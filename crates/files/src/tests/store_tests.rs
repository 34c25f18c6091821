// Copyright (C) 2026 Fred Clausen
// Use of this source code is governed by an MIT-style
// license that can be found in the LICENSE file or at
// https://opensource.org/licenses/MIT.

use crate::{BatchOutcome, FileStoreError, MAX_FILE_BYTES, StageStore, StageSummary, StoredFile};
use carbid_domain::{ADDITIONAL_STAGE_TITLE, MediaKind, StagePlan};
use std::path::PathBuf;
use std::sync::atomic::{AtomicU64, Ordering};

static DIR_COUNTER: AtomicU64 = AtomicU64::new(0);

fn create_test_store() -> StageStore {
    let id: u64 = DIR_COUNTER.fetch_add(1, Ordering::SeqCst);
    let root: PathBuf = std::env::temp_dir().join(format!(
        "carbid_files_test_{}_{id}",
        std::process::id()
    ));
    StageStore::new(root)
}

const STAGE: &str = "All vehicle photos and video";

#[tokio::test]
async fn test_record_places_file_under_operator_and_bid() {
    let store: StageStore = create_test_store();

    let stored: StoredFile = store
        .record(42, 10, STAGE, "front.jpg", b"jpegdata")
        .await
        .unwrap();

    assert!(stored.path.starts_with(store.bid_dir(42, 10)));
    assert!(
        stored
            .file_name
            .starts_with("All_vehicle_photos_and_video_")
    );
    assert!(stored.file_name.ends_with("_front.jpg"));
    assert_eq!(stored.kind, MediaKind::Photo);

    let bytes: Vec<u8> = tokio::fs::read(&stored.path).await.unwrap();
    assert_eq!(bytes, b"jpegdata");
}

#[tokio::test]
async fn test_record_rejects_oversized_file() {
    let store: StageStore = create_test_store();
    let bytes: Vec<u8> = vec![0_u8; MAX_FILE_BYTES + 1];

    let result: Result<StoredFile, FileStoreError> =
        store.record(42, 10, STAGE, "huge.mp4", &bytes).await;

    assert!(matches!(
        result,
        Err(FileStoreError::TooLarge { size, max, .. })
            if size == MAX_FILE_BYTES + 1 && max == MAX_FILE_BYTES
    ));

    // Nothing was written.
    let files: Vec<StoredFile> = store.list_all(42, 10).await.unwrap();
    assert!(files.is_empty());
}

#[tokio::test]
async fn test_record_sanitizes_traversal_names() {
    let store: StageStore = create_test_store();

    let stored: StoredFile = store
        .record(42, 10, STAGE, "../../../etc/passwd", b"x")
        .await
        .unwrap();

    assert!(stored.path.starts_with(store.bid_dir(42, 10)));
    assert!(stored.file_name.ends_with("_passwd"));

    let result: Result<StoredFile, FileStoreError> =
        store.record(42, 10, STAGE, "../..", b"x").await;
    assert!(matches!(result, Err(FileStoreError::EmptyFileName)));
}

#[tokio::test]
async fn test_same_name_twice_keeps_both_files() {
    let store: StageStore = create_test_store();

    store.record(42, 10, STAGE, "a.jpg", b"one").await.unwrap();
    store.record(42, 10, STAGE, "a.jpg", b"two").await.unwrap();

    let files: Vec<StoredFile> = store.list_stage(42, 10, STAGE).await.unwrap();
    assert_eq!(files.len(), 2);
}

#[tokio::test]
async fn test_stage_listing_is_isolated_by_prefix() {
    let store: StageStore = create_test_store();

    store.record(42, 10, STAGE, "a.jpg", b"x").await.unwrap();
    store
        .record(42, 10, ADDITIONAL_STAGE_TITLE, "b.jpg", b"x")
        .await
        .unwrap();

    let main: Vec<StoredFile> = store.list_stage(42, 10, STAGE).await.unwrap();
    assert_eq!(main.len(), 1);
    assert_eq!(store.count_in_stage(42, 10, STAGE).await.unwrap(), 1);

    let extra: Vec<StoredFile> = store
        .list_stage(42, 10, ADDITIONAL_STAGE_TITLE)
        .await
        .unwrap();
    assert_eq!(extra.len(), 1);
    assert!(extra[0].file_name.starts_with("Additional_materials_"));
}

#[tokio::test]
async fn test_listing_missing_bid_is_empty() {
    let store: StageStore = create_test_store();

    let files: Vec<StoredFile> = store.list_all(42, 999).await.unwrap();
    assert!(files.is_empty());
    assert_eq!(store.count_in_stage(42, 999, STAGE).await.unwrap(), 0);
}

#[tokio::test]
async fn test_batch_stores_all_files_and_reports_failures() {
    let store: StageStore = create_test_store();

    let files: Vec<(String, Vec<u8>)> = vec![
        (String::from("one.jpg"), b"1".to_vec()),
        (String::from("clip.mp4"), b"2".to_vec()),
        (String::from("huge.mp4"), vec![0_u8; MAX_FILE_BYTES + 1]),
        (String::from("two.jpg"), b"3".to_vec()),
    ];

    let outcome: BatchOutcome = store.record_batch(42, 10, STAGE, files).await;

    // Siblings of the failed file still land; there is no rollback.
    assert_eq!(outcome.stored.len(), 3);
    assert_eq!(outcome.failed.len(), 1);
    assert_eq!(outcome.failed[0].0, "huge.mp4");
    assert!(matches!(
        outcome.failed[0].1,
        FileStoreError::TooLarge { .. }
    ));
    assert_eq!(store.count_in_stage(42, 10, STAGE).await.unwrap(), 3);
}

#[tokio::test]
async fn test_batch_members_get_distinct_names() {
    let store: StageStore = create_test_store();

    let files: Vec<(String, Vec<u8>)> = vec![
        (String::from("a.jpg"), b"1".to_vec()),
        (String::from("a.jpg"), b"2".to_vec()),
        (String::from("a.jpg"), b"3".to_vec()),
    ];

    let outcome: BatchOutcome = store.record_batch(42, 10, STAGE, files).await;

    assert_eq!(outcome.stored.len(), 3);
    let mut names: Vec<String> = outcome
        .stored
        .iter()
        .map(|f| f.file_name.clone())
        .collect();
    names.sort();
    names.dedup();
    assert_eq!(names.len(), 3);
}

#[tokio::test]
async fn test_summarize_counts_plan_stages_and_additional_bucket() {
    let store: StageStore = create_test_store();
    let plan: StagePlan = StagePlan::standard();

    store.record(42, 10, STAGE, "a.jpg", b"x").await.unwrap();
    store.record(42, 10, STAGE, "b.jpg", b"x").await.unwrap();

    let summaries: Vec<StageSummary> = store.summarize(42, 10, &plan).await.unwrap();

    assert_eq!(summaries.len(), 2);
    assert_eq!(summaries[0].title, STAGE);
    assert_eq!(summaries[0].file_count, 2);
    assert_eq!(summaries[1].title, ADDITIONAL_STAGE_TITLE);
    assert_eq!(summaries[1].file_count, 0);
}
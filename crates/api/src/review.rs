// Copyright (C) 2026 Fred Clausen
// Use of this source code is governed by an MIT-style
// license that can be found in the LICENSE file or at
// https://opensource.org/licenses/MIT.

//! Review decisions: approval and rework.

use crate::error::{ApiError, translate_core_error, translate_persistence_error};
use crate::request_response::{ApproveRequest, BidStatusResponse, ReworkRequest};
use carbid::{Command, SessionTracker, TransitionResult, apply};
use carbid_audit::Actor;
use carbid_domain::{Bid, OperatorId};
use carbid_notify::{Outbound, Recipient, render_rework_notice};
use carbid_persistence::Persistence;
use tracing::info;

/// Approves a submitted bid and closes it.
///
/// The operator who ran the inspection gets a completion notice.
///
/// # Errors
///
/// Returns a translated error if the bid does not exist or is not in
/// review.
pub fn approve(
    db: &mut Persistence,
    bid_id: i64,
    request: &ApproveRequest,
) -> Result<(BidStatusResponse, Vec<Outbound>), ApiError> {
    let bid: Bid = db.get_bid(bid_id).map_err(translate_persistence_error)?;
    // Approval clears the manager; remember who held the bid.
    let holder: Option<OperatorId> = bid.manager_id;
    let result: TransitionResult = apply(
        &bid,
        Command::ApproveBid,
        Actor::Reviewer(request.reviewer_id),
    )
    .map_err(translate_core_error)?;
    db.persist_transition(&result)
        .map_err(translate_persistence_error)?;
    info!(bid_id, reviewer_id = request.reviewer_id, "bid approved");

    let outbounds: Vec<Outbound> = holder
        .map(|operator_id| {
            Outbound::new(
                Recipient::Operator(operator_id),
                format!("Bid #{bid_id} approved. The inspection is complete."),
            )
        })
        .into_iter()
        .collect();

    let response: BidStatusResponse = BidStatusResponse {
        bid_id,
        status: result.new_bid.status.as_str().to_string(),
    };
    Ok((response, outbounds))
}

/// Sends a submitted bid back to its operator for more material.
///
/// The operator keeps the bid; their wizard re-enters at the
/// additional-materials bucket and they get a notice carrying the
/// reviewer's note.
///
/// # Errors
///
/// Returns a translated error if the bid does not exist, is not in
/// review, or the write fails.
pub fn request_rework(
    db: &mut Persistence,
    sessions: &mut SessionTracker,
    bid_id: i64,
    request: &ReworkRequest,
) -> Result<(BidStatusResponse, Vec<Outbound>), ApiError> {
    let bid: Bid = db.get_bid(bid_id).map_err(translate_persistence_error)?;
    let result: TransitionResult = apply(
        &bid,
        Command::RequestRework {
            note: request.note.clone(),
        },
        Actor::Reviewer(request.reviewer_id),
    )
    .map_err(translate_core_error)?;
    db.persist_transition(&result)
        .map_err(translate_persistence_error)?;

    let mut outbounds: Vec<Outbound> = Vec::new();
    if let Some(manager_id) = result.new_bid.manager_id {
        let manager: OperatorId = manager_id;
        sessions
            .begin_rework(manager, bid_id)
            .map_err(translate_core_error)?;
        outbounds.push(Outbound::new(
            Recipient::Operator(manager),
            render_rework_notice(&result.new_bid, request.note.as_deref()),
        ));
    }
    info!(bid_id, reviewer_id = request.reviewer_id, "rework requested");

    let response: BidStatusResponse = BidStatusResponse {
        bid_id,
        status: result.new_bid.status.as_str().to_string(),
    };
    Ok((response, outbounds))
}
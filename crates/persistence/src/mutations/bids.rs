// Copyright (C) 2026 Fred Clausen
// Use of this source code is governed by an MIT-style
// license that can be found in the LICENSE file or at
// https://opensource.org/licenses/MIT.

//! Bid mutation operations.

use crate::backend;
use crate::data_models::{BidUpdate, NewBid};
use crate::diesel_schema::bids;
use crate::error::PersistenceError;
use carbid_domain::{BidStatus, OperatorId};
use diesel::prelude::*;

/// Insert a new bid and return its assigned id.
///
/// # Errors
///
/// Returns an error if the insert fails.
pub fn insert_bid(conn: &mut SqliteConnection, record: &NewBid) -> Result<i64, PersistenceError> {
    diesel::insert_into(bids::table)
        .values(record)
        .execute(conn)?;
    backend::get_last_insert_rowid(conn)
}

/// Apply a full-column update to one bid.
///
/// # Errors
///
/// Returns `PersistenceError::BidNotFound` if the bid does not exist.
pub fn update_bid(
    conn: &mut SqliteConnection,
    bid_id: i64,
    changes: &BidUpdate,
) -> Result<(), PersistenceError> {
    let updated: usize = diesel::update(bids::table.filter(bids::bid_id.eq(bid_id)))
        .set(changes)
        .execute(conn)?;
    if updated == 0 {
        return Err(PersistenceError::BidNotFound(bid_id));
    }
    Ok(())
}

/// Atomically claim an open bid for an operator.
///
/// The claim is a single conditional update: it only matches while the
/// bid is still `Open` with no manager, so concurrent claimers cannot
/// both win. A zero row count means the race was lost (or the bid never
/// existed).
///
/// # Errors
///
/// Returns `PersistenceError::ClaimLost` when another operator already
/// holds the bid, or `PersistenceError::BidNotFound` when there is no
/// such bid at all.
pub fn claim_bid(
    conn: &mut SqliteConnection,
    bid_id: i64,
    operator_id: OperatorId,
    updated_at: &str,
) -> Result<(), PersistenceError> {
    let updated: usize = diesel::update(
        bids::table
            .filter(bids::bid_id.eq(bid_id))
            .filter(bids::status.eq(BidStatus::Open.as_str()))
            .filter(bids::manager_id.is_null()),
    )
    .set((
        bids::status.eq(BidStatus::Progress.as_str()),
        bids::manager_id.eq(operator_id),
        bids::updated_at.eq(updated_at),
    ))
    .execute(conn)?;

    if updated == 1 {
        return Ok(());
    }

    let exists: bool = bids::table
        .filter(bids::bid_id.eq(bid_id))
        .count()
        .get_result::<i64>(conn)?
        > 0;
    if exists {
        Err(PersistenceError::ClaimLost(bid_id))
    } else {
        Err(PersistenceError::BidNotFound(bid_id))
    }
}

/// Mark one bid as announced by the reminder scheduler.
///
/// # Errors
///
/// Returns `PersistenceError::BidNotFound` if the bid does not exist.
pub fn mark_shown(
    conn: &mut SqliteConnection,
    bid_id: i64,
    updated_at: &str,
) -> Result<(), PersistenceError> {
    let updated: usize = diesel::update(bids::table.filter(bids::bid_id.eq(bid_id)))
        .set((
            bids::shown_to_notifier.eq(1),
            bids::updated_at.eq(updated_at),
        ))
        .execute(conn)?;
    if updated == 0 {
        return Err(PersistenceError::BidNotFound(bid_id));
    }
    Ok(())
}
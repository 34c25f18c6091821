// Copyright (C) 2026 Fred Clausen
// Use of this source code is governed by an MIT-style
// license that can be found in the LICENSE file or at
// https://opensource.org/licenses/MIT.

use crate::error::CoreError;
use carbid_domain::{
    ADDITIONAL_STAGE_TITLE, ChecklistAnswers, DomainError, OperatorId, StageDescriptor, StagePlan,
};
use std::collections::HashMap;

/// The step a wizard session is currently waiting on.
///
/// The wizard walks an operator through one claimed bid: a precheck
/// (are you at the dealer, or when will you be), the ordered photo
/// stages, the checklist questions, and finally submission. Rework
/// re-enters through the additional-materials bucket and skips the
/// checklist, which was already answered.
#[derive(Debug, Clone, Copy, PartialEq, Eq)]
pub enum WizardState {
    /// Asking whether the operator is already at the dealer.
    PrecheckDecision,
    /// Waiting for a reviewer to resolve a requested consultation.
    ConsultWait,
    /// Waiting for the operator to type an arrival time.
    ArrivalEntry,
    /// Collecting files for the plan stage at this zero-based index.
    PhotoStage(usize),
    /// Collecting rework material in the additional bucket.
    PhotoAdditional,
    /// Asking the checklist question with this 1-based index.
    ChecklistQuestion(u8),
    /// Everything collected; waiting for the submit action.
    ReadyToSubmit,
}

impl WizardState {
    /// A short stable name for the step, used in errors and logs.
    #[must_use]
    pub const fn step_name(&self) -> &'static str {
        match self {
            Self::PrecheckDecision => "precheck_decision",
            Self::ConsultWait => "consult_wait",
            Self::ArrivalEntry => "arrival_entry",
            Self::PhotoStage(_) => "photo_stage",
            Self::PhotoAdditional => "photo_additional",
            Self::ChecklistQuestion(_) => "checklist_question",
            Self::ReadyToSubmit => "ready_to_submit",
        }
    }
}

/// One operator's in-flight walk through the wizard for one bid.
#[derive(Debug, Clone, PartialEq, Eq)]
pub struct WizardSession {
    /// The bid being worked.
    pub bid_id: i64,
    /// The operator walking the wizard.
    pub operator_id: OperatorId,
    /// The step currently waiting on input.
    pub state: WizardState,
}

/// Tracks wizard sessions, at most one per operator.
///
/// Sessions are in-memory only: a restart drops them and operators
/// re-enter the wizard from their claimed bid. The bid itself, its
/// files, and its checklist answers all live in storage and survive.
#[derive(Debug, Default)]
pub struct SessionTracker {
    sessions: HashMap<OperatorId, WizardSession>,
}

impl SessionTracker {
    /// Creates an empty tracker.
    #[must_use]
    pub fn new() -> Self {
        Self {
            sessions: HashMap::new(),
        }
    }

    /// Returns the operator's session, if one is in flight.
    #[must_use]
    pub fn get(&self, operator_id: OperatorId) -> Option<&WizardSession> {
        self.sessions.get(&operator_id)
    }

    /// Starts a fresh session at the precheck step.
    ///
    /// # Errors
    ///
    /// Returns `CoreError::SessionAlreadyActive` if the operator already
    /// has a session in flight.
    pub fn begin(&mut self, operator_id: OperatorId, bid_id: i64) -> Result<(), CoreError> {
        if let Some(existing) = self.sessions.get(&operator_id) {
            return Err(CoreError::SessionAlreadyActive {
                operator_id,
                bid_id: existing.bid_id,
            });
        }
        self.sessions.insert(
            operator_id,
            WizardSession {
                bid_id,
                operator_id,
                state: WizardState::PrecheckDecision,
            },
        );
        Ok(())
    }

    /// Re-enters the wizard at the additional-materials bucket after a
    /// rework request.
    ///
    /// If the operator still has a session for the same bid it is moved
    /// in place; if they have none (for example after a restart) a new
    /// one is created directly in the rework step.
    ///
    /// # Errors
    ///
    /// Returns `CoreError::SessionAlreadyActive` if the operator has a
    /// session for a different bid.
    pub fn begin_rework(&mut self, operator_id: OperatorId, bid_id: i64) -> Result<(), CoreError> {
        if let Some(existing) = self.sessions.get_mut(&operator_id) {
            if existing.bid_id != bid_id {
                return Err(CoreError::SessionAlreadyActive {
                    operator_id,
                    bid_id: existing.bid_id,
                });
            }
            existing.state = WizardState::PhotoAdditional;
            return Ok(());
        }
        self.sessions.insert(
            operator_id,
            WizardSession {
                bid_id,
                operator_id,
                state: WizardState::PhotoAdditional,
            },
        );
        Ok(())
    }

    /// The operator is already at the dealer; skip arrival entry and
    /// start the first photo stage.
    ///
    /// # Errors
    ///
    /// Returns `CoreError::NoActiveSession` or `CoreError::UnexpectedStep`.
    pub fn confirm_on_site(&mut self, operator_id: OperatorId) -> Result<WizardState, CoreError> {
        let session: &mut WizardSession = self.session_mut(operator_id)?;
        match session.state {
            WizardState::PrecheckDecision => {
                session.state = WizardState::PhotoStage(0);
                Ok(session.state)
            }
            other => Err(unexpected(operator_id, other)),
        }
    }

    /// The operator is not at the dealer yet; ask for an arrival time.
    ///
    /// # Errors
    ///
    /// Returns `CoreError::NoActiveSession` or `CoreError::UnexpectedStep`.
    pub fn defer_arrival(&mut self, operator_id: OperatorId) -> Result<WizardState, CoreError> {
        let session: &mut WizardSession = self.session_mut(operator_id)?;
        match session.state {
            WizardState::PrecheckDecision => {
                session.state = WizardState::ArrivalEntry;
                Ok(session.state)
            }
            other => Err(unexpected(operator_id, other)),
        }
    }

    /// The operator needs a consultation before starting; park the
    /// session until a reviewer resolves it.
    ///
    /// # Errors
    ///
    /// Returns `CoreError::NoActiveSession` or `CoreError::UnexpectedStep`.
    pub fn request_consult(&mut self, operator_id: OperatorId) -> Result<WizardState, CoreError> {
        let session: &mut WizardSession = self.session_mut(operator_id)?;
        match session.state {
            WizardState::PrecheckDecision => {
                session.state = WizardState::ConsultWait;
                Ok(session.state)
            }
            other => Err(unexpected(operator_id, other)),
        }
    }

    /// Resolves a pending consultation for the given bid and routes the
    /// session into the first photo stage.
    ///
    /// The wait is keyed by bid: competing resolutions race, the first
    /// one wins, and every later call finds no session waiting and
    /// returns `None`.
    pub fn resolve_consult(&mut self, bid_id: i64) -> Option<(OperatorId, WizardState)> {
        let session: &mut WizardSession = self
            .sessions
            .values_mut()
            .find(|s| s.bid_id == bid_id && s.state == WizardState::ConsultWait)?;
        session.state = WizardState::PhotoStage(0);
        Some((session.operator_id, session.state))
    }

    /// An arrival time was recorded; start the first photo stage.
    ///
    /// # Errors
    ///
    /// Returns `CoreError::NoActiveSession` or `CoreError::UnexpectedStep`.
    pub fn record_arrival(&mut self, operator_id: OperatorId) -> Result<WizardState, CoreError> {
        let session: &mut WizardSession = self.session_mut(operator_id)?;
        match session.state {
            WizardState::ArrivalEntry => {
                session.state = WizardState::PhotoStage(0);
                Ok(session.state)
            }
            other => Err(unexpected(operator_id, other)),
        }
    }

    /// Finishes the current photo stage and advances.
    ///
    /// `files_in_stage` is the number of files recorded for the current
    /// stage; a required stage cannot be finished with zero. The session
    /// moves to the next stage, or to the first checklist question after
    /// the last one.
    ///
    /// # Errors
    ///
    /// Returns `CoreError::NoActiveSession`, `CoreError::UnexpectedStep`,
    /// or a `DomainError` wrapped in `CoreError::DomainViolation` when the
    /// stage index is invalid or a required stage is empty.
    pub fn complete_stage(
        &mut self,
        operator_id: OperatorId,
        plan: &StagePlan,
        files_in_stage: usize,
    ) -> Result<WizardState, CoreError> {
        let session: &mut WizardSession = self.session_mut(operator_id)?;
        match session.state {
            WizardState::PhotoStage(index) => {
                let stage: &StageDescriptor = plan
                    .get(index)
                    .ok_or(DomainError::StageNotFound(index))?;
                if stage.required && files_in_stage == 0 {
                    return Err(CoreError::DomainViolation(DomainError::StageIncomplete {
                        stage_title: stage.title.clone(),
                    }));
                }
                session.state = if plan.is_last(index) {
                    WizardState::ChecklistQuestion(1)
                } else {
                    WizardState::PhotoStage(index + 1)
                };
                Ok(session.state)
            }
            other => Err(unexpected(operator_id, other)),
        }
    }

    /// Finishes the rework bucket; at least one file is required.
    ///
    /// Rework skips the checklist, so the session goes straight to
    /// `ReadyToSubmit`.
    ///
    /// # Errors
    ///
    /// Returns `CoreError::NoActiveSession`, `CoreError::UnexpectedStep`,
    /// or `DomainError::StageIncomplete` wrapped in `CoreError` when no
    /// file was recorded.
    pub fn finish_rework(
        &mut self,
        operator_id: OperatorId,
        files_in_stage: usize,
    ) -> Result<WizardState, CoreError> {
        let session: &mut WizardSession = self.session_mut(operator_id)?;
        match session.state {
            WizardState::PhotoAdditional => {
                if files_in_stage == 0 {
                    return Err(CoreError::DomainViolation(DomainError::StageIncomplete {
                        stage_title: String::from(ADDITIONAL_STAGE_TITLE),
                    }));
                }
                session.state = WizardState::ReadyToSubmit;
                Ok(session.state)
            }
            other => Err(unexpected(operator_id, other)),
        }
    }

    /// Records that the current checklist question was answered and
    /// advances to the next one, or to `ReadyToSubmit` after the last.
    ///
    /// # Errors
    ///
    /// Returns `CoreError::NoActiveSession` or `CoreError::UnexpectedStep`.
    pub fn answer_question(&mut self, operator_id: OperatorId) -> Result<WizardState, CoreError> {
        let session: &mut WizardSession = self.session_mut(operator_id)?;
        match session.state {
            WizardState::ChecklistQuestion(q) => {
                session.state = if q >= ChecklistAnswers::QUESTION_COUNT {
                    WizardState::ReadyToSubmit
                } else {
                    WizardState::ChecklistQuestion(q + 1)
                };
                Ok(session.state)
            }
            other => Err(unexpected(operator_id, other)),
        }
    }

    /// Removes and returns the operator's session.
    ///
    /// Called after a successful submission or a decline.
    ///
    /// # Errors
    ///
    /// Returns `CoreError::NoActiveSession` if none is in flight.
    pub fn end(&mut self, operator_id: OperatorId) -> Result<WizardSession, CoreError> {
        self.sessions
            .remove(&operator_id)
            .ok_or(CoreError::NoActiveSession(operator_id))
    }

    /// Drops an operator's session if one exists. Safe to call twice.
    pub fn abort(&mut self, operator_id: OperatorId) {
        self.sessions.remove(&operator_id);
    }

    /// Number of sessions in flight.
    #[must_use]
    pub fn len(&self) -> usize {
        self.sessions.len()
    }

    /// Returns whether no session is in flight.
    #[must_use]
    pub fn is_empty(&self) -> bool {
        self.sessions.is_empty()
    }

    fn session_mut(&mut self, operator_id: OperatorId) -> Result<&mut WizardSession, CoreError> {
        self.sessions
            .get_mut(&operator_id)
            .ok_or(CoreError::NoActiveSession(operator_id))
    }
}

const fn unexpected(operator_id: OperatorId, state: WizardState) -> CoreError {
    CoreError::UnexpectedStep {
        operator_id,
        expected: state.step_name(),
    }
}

● ● ●

Exercise directions.
From the entries, report every line in which the string "StoredFile" occurs.

Response to this task.
use crate::{BatchOutcome, FileStoreError, MAX_FILE_BYTES, StageStore, StageSummary, StoredFile};
    let stored: StoredFile = store
    let result: Result<StoredFile, FileStoreError> =
    let files: Vec<StoredFile> = store.list_all(42, 10).await.unwrap();
    let stored: StoredFile = store
    let result: Result<StoredFile, FileStoreError> =
    let files: Vec<StoredFile> = store.list_stage(42, 10, STAGE).await.unwrap();
    let main: Vec<StoredFile> = store.list_stage(42, 10, STAGE).await.unwrap();
    let extra: Vec<StoredFile> = store
    let files: Vec<StoredFile> = store.list_all(42, 999).await.unwrap();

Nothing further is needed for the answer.